Entries supplied ->
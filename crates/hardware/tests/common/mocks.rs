use mockall::mock;
use pcie_axi_core::common::SimTime;
use pcie_axi_core::config::BridgeConfig;
use pcie_axi_core::dut::{Dut, DutPorts, ReferenceBridge};
use pcie_axi_core::sim::Clocked;

mock! {
    pub SilentDut {}
    impl Clocked for SilentDut {
        fn name(&self) -> &'static str;
        fn on_rising_edge(&mut self, ports: &mut DutPorts, now: SimTime);
    }
    impl Dut for SilentDut {
        fn is_idle(&self) -> bool;
    }
}

/// A DUT that accepts every request beat and never drives AXI or completions.
pub fn silent_dut() -> MockSilentDut {
    let mut dut = MockSilentDut::new();
    let _ = dut.expect_name().return_const("silent");
    let _ = dut.expect_is_idle().return_const(true);
    let _ = dut
        .expect_on_rising_edge()
        .returning(|ports, _| ports.rx_req_tlp.ready.set(true));
    dut
}

/// Reference bridge whose AXI write data is overwritten with `0xEE`.
#[derive(Debug)]
pub struct CorruptingBridge {
    inner: ReferenceBridge,
}

impl CorruptingBridge {
    pub fn new() -> Self {
        Self {
            inner: ReferenceBridge::new(&BridgeConfig::default()),
        }
    }
}

impl Clocked for CorruptingBridge {
    fn name(&self) -> &str {
        "corrupting-bridge"
    }

    fn on_rising_edge(&mut self, ports: &mut DutPorts, now: SimTime) {
        self.inner.on_rising_edge(ports, now);
        let w = &mut ports.m_axi.w;
        if w.valid.pending() {
            let mut beat = w.payload.pending();
            beat.data = [0xEE; 32];
            w.payload.set(beat);
        }
    }
}

impl Dut for CorruptingBridge {
    fn is_idle(&self) -> bool {
        self.inner.is_idle()
    }
}
//! AXI4 RAM target model.
//!
//! This module implements the memory behind the bridge. It provides:
//! 1. **Handshakes:** One write burst and one read burst in flight at a time; `awready` and
//!    `arready` drop while a burst of that direction is active.
//! 2. **Bursts:** FIXED, INCR and WRAP addressing with per-lane write strobes.
//! 3. **Inspection:** `read` and `write` access the backing store directly, without
//!    advancing simulated time.
//! 4. **Acknowledgement log:** Every write response is recorded with the byte range it
//!    covered, so a driver can wait until a write it issued has been acknowledged.
//!
//! Addresses wrap modulo the memory size.

use std::ops::Range;

use tracing::{debug, trace};

use super::bus::{AxiAddr, AxiReadData, AxiResp, AxiWriteData, AxiWriteResp};
use crate::common::SimTime;
use crate::common::constants::AXI_DATA_BYTES;
use crate::dut::DutPorts;
use crate::sim::Clocked;

/// A write burst acknowledged on the `b` channel.
#[derive(Debug, Clone, PartialEq, Eq)]
pub struct WriteAck {
    /// Byte range the burst's strobes covered (AXI addresses, not wrapped).
    pub range: Range<u64>,
    /// Time the response was issued.
    pub at: SimTime,
}

/// Counters kept by the memory model.
#[derive(Debug, Clone, Copy, Default, PartialEq, Eq)]
pub struct AxiRamStats {
    /// Write bursts completed.
    pub write_bursts: u64,
    /// Write beats accepted.
    pub write_beats: u64,
    /// Bytes written under strobe.
    pub bytes_written: u64,
    /// Read bursts completed.
    pub read_bursts: u64,
    /// Read beats returned.
    pub read_beats: u64,
}

#[derive(Debug, Clone)]
struct WriteBurst {
    cmd: AxiAddr,
    beat: usize,
    low: u64,
    high: u64,
}

#[derive(Debug, Clone)]
struct ReadBurst {
    cmd: AxiAddr,
    beat: usize,
}

/// Byte-addressable memory answering AXI4 bursts.
#[derive(Debug, Clone)]
pub struct AxiRam {
    mem: Vec<u8>,
    write: Option<WriteBurst>,
    response: Option<AxiWriteResp>,
    read: Option<ReadBurst>,
    acks: Vec<WriteAck>,
    /// Log position of `acks[0]`; earlier entries were released.
    ack_base: usize,
    stats: AxiRamStats,
}

impl AxiRam {
    /// Creates a zero-filled memory of `size` bytes.
    pub fn new(size: usize) -> Self {
        Self {
            mem: vec![0; size.max(1)],
            write: None,
            response: None,
            read: None,
            acks: Vec::new(),
            ack_base: 0,
            stats: AxiRamStats::default(),
        }
    }

    /// Memory size in bytes.
    pub fn size(&self) -> usize {
        self.mem.len()
    }

    #[inline]
    fn index(&self, addr: u64) -> usize {
        (addr % self.mem.len() as u64) as usize
    }

    /// Returns `len` bytes starting at `addr`, wrapping at the end of memory.
    ///
    /// Pure inspection: no handshake, no simulated time.
    pub fn read(&self, addr: u64, len: usize) -> Vec<u8> {
        (0..len as u64).map(|i| self.mem[self.index(addr + i)]).collect()
    }

    /// Stores `data` at `addr` directly, wrapping at the end of memory.
    pub fn write(&mut self, addr: u64, data: &[u8]) {
        for (i, byte) in data.iter().enumerate() {
            let idx = self.index(addr + i as u64);
            self.mem[idx] = *byte;
        }
    }

    /// Memory counters.
    pub const fn stats(&self) -> &AxiRamStats {
        &self.stats
    }

    /// Write acknowledgements recorded and not yet released.
    pub fn acks(&self) -> &[WriteAck] {
        &self.acks
    }

    /// Position in the acknowledgement log; pass to `acked_covers` later.
    pub fn ack_mark(&self) -> usize {
        self.ack_base + self.acks.len()
    }

    /// Drops acknowledgements recorded before `mark`.
    ///
    /// Marks taken earlier stay valid positions; coverage checks from them only see what is
    /// still retained.
    pub fn release_acks(&mut self, mark: usize) {
        let n = mark.saturating_sub(self.ack_base).min(self.acks.len());
        let _ = self.acks.drain(..n);
        self.ack_base += n;
    }

    /// Returns `true` if acknowledgements recorded after `mark` together cover `range`.
    pub fn acked_covers(&self, mark: usize, range: Range<u64>) -> bool {
        if range.is_empty() {
            return true;
        }
        let from = mark.saturating_sub(self.ack_base);
        let mut spans: Vec<Range<u64>> = self
            .acks
            .get(from..)
            .unwrap_or_default()
            .iter()
            .map(|a| a.range.clone())
            .collect();
        spans.sort_by_key(|r| r.start);
        let mut covered = range.start;
        for span in spans {
            if span.start > covered {
                break;
            }
            covered = covered.max(span.end);
            if covered >= range.end {
                return true;
            }
        }
        false
    }

    /// Returns `true` when no burst is in progress.
    pub const fn is_idle(&self) -> bool {
        self.write.is_none() && self.response.is_none() && self.read.is_none()
    }

    fn lane_base(addr: u64) -> u64 {
        addr & !(AXI_DATA_BYTES as u64 - 1)
    }

    fn apply_write(&mut self, burst: &mut WriteBurst, beat: &AxiWriteData) {
        let base = Self::lane_base(burst.cmd.beat_address(burst.beat));
        for lane in 0..AXI_DATA_BYTES {
            if beat.strb & (1 << lane) == 0 {
                continue;
            }
            let addr = base + lane as u64;
            let idx = self.index(addr);
            self.mem[idx] = beat.data[lane];
            burst.low = burst.low.min(addr);
            burst.high = burst.high.max(addr + 1);
            self.stats.bytes_written += 1;
        }
        burst.beat += 1;
        self.stats.write_beats += 1;
    }

    fn read_beat(&self, burst: &ReadBurst) -> AxiReadData {
        let base = Self::lane_base(burst.cmd.beat_address(burst.beat));
        let mut data = [0u8; AXI_DATA_BYTES];
        for (lane, byte) in data.iter_mut().enumerate() {
            *byte = self.mem[self.index(base + lane as u64)];
        }
        AxiReadData {
            id: burst.cmd.id,
            data,
            resp: AxiResp::Okay,
            last: burst.beat + 1 == burst.cmd.beats(),
        }
    }

    fn finish_write(&mut self, burst: &WriteBurst, now: SimTime) {
        self.stats.write_bursts += 1;
        let range = if burst.low < burst.high {
            burst.low..burst.high
        } else {
            burst.cmd.addr..burst.cmd.addr
        };
        debug!(
            start = %format!("{:#x}", range.start),
            end = %format!("{:#x}", range.end),
            "write burst acknowledged"
        );
        self.acks.push(WriteAck { range, at: now });
        self.response = Some(AxiWriteResp {
            id: burst.cmd.id,
            resp: AxiResp::Okay,
        });
    }

    fn write_side(&mut self, ports: &mut DutPorts, now: SimTime) {
        let axi = &mut ports.m_axi;

        if axi.b.fired() {
            self.response = None;
        }

        if let Some(cmd) = axi.aw.fired().then(|| axi.aw.payload.get()) {
            trace!(addr = %format!("{:#x}", cmd.addr), beats = cmd.beats(), "AW accepted");
            self.write = Some(WriteBurst {
                cmd,
                beat: 0,
                low: u64::MAX,
                high: 0,
            });
        } else if axi.w.fired() {
            let beat = axi.w.payload.get();
            if let Some(mut burst) = self.write.take() {
                self.apply_write(&mut burst, &beat);
                if beat.last || burst.beat == burst.cmd.beats() {
                    self.finish_write(&burst, now);
                } else {
                    self.write = Some(burst);
                }
            }
        }

        axi.aw.ready.set(self.write.is_none() && self.response.is_none());
        axi.w.ready.set(self.write.is_some());
        match self.response {
            Some(resp) => {
                axi.b.payload.set(resp);
                axi.b.valid.set(true);
            }
            None => axi.b.valid.set(false),
        }
    }

    fn read_side(&mut self, ports: &mut DutPorts) {
        let axi = &mut ports.m_axi;

        if axi.r.fired() {
            if let Some(burst) = self.read.as_mut() {
                burst.beat += 1;
                self.stats.read_beats += 1;
                if burst.beat == burst.cmd.beats() {
                    self.stats.read_bursts += 1;
                    self.read = None;
                }
            }
        }

        if axi.ar.fired() && self.read.is_none() {
            let cmd = axi.ar.payload.get();
            trace!(addr = %format!("{:#x}", cmd.addr), beats = cmd.beats(), "AR accepted");
            self.read = Some(ReadBurst { cmd, beat: 0 });
        }

        axi.ar.ready.set(self.read.is_none());
        match self.read.as_ref().map(|b| self.read_beat(b)) {
            Some(beat) => {
                axi.r.payload.set(beat);
                axi.r.valid.set(true);
            }
            None => axi.r.valid.set(false),
        }
    }

    /// Drops any burst in flight; memory contents and the acknowledgement log are kept.
    pub fn reset(&mut self) {
        self.write = None;
        self.response = None;
        self.read = None;
    }
}

impl Clocked for AxiRam {
    fn name(&self) -> &str {
        "axi-ram"
    }

    fn on_rising_edge(&mut self, ports: &mut DutPorts, now: SimTime) {
        if ports.rst.get() {
            self.reset();
            let axi = &mut ports.m_axi;
            axi.aw.ready.set(false);
            axi.w.ready.set(false);
            axi.b.valid.set(false);
            axi.ar.ready.set(false);
            axi.r.valid.set(false);
            return;
        }
        self.write_side(ports, now);
        self.read_side(ports);
    }
}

Work required -> Go through the records above and copy each line where "PartialEq" is found.

Solved exercise ->
#[derive(Debug, Clone, PartialEq, Eq)]
#[derive(Debug, Clone, Copy, Default, PartialEq, Eq)]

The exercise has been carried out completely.